2 Relation to Other Solutions

   This section is intended to discuss the applicability of some
   existing solutions with regards to Reliable Server Pooling
   requirements [RFC3237].  The protocols discussed have been suggested
   as possibly overlapping with the problems space of RSerPool.

2.1 CORBA

   Often referred to as a Distributed Processing Environment (DPE),
   CORBA was mainly designed to provide location transparency for
   distributed applications. CORBA's distribution model encourages an
   object-based view, i.e., each communication endpoint is normally an
   object.

   CORBA has a number of variants, such as fault-tolerant CORBA, Real-
   time CORBA, etc.  CORBA has been used in a number of situations, for
   example, Real-time CORBA has been used in fighter aircraft and
   weapon systems.  Additionally, CORBA has been implentented in a wide
   range of devices, from attack submarines to Palm Pilots - the MICO
   open source ORB has been ported to the Palm Pilot, and the client-
   only application is 45 KB. KB in size.

   Currently, the applicability of CORBA for reliable server pooling is
   unclear, and interaction with other Internet protocols, such as AAA,
   IPsec and IPv6 may be problematic.

2.2 DNS

   This section will answer the question why DNS is not appropriate as
   the sole solution for RSerPool. In addition, it highlights specific
   technical differences between RSerPool and DNS.

   During the 49th IETF December 13, 2000 plenary meeting Randy Bush
   presented a talk entitled "The DNS Today: Are we overloading the
   Saddlebags on an Old Horse?" This talk underlined the issue that DNS
   is currently overloaded with extraneous tasks and has the potential
   to break down entirely due to a growing number of feature
   enhancements.

   One requirement to any solution proposed by RSerPool would be to
   avoid any additional requirements for DNS in order to support
   Reliable Server Pooling. Interworking between DNS and RSerPool will
   be considered so that additional burdens to DNS will not be added.

2.2.1 Requirements

   Any solution for RSerPool should meet certain requirements
   [RFC3237].  These requirements are related to DNS.

      Servers

      "Servers should be able to register to (become PEs) and
      deregister from a server pool transparently without an
      interruption in service.

      The RSerPool mechanisms must be able to support different server
      selection mechanisms. These are called server pool policies.

      The RSerPool architecture must be able to detect server failure
      quickly and be able to perform failover without service
      interruption.

      Server pools are identified by pool handles. These pool handles
      are only valid inside the operation scope. Interoperability
      between different namespaces has to be provided by other
      mechanisms.
      mechanisms."

2.2.2 Technical Issues

   This section discusses the relationship between DNS and the
   requirements for RserPool.

2.2.2.1 Host Resolver Problems

   A major issue that prevents the use of DNS as part of the RSerPool
   solution the issue is the architecture of host resolvers. These are
   stub resolvers - which means that they require their local DNS
   servers to do recursion for them.

   In turn, this implies that setting TTL low or 0 will dramatically
   increase the load not only on the authoritative DNS servers - but
   also on these third party servers.

   A secondary effect of this is that the authoritative DNS will not
   know the IP address of the DNS client - only the IP address of the
   local DNS. This affects the ability to do global load balancing
   correctly.

   There is no way to get around these issues unless you require all
   hosts
   would to be full resolvers. Putting full resolvers on newer hosts
   isn't sufficient because the issues would still exist for all the
   legacy systems, which will form the bulk of the host population for
   years to come. The solution is not to use third party servers.

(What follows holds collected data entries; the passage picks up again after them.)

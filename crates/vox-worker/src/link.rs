//! Outbound connection to the broker.
//!
//! The worker is a client of the broker: it dials the broker's worker
//! endpoint, serves one utterance at a time through its decoder pipeline,
//! and on any disconnect retries after a fixed backoff, forever. Every
//! successful connect registers the worker afresh on the broker side.

use std::time::Duration;

use futures::{SinkExt, StreamExt};
use tokio::net::TcpStream;
use tokio::sync::mpsc;
use tokio_tungstenite::tungstenite::Message;
use tokio_tungstenite::{connect_async, MaybeTlsStream, WebSocketStream};

use vox_core::messages::Frame;

use crate::adapter::DecoderAdapter;
use crate::config::WorkerConfig;
use crate::pipeline::{DecoderPipeline, PipelineEvent};

type WsStream = WebSocketStream<MaybeTlsStream<TcpStream>>;

/// Connect-serve-reconnect loop. Never returns; each iteration gets a fresh
/// pipeline instance from the factory.
pub async fn run<P, F>(config: WorkerConfig, make_pipeline: F)
where
    P: DecoderPipeline,
    F: Fn() -> (P, mpsc::Receiver<PipelineEvent>),
{
    loop {
        let (pipeline, events) = make_pipeline();
        let adapter = DecoderAdapter::new(pipeline, config.clone());

        match connect_async(config.broker_uri.as_str()).await {
            Ok((ws, _response)) => {
                tracing::info!(uri = %config.broker_uri, "Connected to broker");
                run_connection(ws, adapter, events, &config).await;
                tracing::warn!(
                    backoff_secs = config.connect_backoff.as_secs(),
                    "Broker connection closed, reconnecting"
                );
            }
            Err(e) => {
                tracing::warn!(
                    uri = %config.broker_uri,
                    error = %e,
                    backoff_secs = config.connect_backoff.as_secs(),
                    "Could not connect to broker"
                );
            }
        }

        tokio::time::sleep(config.connect_backoff).await;
    }
}

/// Serve one broker connection until it drops.
async fn run_connection<P: DecoderPipeline>(
    ws: WsStream,
    mut adapter: DecoderAdapter<P>,
    mut events: mpsc::Receiver<PipelineEvent>,
    config: &WorkerConfig,
) {
    let (mut sink, mut stream) = ws.split();
    let mut tick = tokio::time::interval(Duration::from_secs(1));
    tick.tick().await; // consume the immediate first tick

    'serve: loop {
        let out = tokio::select! {
            msg = stream.next() => match msg {
                Some(Ok(Message::Text(text))) => {
                    adapter.on_frame(Frame::from_text(text.as_str().to_string())).await
                }
                Some(Ok(Message::Binary(data))) => {
                    adapter.on_frame(Frame::from_binary(data)).await
                }
                Some(Ok(Message::Ping(_) | Message::Pong(_) | Message::Frame(_))) => Vec::new(),
                Some(Ok(Message::Close(_))) | None => break 'serve,
                Some(Err(e)) => {
                    tracing::warn!(error = %e, "Broker transport error");
                    break 'serve;
                }
            },
            event = events.recv() => match event {
                Some(event) => adapter.on_pipeline_event(event).await,
                None => {
                    tracing::error!("Pipeline event channel closed");
                    break 'serve;
                }
            },
            _ = tick.tick() => adapter.on_tick().await,
        };

        for event in out {
            let json = match serde_json::to_string(&event) {
                Ok(json) => json,
                Err(e) => {
                    tracing::error!(error = %e, "Could not serialize result event");
                    continue;
                }
            };
            if sink.send(Message::Text(json.into())).await.is_err() {
                break 'serve;
            }
        }
    }

    // The broker is gone; if an utterance was in flight, stop the decoder
    // before this pipeline instance is dropped, waiting a bounded time for
    // it to actually wind down.
    if adapter.is_active() {
        adapter.begin_cancel().await;
        for _ in 0..config.cancel_poll_count {
            match tokio::time::timeout(config.cancel_poll_interval, events.recv()).await {
                Ok(Some(PipelineEvent::EndOfStream)) | Ok(None) => break,
                Ok(Some(_)) => continue,
                Err(_) => continue,
            }
        }
        adapter.reset_utterance().await;
    }
}
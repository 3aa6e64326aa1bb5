use std::io::{Read, Write};

use base64::engine::general_purpose::STANDARD as BASE64_STANDARD;
use base64::Engine;
use flate2::read::ZlibDecoder;
use flate2::write::ZlibEncoder;
use flate2::Compression;
use serde::{Deserialize, Serialize};

use crate::ids::RequestId;

/// The only transfer encoding in use: zlib-compressed, base64-encoded.
pub const KIND_GZIP_BASE64: &str = "string+gzip+base64";

#[derive(Clone, Debug, thiserror::Error)]
pub enum AdaptationError {
    #[error("unsupported adaptation state type: {0}")]
    UnsupportedKind(String),
    #[error("invalid base64 payload: {0}")]
    Base64(String),
    #[error("decompression failed: {0}")]
    Decompress(String),
}

/// Wire envelope for an opaque decoder adaptation blob.
///
/// The decoder hands back speaker/acoustic adaptation as raw bytes; on the
/// wire they travel compressed and base64-armored so the envelope stays
/// valid JSON. Clients resupply the envelope verbatim on a later utterance.
#[derive(Clone, Debug, Serialize, Deserialize)]
pub struct AdaptationState {
    #[serde(skip_serializing_if = "Option::is_none")]
    pub id: Option<RequestId>,
    pub value: String,
    #[serde(rename = "type")]
    pub kind: String,
    #[serde(skip_serializing_if = "Option::is_none")]
    pub time: Option<String>,
}

impl AdaptationState {
    /// Wrap a raw decoder blob for transfer to the client.
    pub fn encode(id: RequestId, raw: &[u8]) -> Self {
        let mut encoder = ZlibEncoder::new(Vec::new(), Compression::default());
        // Writing to a Vec cannot fail.
        encoder.write_all(raw).expect("write to Vec");
        let compressed = encoder.finish().expect("finish zlib stream");
        Self {
            id: Some(id),
            value: BASE64_STANDARD.encode(compressed),
            kind: KIND_GZIP_BASE64.to_string(),
            time: Some(chrono::Utc::now().format("%Y-%m-%dT%H:%M:%S").to_string()),
        }
    }

    /// Recover the raw decoder blob from a client-supplied envelope.
    pub fn decode(&self) -> Result<Vec<u8>, AdaptationError> {
        if self.kind != KIND_GZIP_BASE64 {
            return Err(AdaptationError::UnsupportedKind(self.kind.clone()));
        }
        let compressed = BASE64_STANDARD
            .decode(&self.value)
            .map_err(|e| AdaptationError::Base64(e.to_string()))?;
        let mut raw = Vec::new();
        ZlibDecoder::new(compressed.as_slice())
            .read_to_end(&mut raw)
            .map_err(|e| AdaptationError::Decompress(e.to_string()))?;
        Ok(raw)
    }
}
//! The session broker: accepts client audio streams and decoder workers
//! over WebSockets, pairs each stream with an idle worker, relays audio and
//! result events in both directions, and enforces timeout and cancellation
//! semantics per session.

pub mod config;
pub mod fsm;
pub mod http;
pub mod pool;
pub mod server;
pub mod session;
pub mod state;
pub mod status;
pub mod worker_link;

pub use config::BrokerConfig;
pub use server::{start, ServerHandle};
pub use state::BrokerState;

   Additionally, if the client can contact the server directly, then
   the server knows the real IP address of the client. Since there is
   no third party involved, the caching TTL can be set as low as
   desired (even to zero). That will increase load on the server, but
   nowhere else.

   Finally, DNS is based on a recursion. This recursion presents
   certain difficulties for RSerPool. Even if a host resolver is not a
   stub resolver, it has to go to another full resolver where 2
   possibilities exists: either the mapping name-IP address is found or
   it has to do another recursive resolution of the name, staring from
   that intermediate resolver, until there is a cache hit in one of the
   intermediate resolvers or it is resolved by its root resolver (or
   home DNS server).

   This process of recursion means that there is no end-to-end
   communication between the host and its server where the name-to-IP
   mapping resides. That also means that a lot of timers are running in
   intermediate systems. Any updating of the transient status of the
   pool element or of the pool may need to be propagated through the
   DNS.

2.2.2.2 Dynamic Registration

   Registration / de-registration of servers is needed. It can be done
   with DNS by NOTIFY/IXFR. However, frequent updates and replication
   are incompatible.  This is not a DNS problem per se, but it has an
   effect on DNS as it is deployed.

   RSerPool MUST allow software server entities to register themselves
   with a name server dynamically. They can also de-register themselves
   for purposes of preventative maintenance or can be de-registered by
   a name server that believes the server entity is no longer
   operational. This is a dynamic approach, which is coordinated
   through servers in the pool and among RSerPool name servers.

2.2.2.3 Load Balancing

   RFC 2782 itself points out some of the limitations of using DNS SRV
   for load balancing between servers.

         Weight is only intended for static, not dynamic, server
         selection. Using SRV weight for dynamic server selection would
         require assigning unreasonably short TTLs to the SRV RRs,
         which would limit the usefulness of the DNS caching mechanism,
         thus increasing overall network load and decreasing overall
         reliability.

   Based on this, DNS can only really support stochastic load
   balancing, redirecting clients to servers randomly as various caches
   in various resolvers expire at random (although small) intervals.
   DNS offers excellent network scalability but poor control over load
   balance.

   As mentioned previously, the issue of doing DNS-based dynamic load
   balancing on short time scales will have impacts on third parties,
   due to the presence of stub resolvers.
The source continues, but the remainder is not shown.